* _DATA_
----
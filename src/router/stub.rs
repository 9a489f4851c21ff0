//! Placeholder routers for MQTT, ZeroMQ and raw TCP.
//!
//! These kinds are reserved: the registry hands out a connected router, but
//! nothing is ever sent or received. Only the closed state is tracked, so a
//! stub fails with [`PipeError::Closed`](crate::PipeError::Closed) after
//! `close()` like every other router.

use bytes::Bytes;

use crate::{
    //
    log_warn,
    BrokerKind,
    DeliveryFn,
    Result,
    Router,
    RouterBase,
    Settings,
};

pub(crate) struct StubRouter {
    base: RouterBase,
}

impl StubRouter {
    // ---
    pub fn new(broker: BrokerKind, settings: &Settings) -> Self {
        let base = RouterBase::new(broker, settings);
        log_warn!(
            "{}: {broker} has no implementation; every operation is a no-op",
            base.router_id
        );
        Self { base }
    }
}

#[async_trait::async_trait]
impl Router for StubRouter {
    // ---
    fn base(&self) -> &RouterBase {
        &self.base
    }

    async fn distribute(&self, _pipe: &str, _bytes: Bytes) -> Result<()> {
        self.base.ensure_open()
    }

    async fn accept(&self, _pipe: &str, _callback: DeliveryFn) -> Result<()> {
        self.base.ensure_open()
    }

    async fn remove(&self, _pipe: &str) -> Result<()> {
        self.base.ensure_open()
    }

    async fn close(&self) -> Result<()> {
        self.base.mark_closed();
        Ok(())
    }
}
----
* _EXERCISE PROMPT_
Out of the material above, gather each line where "Result" appears.

* _EXERCISE RESPONSE_
    Result,
    async fn distribute(&self, _pipe: &str, _bytes: Bytes) -> Result<()> {
    async fn accept(&self, _pipe: &str, _callback: DeliveryFn) -> Result<()> {
    async fn remove(&self, _pipe: &str) -> Result<()> {
    async fn close(&self) -> Result<()> {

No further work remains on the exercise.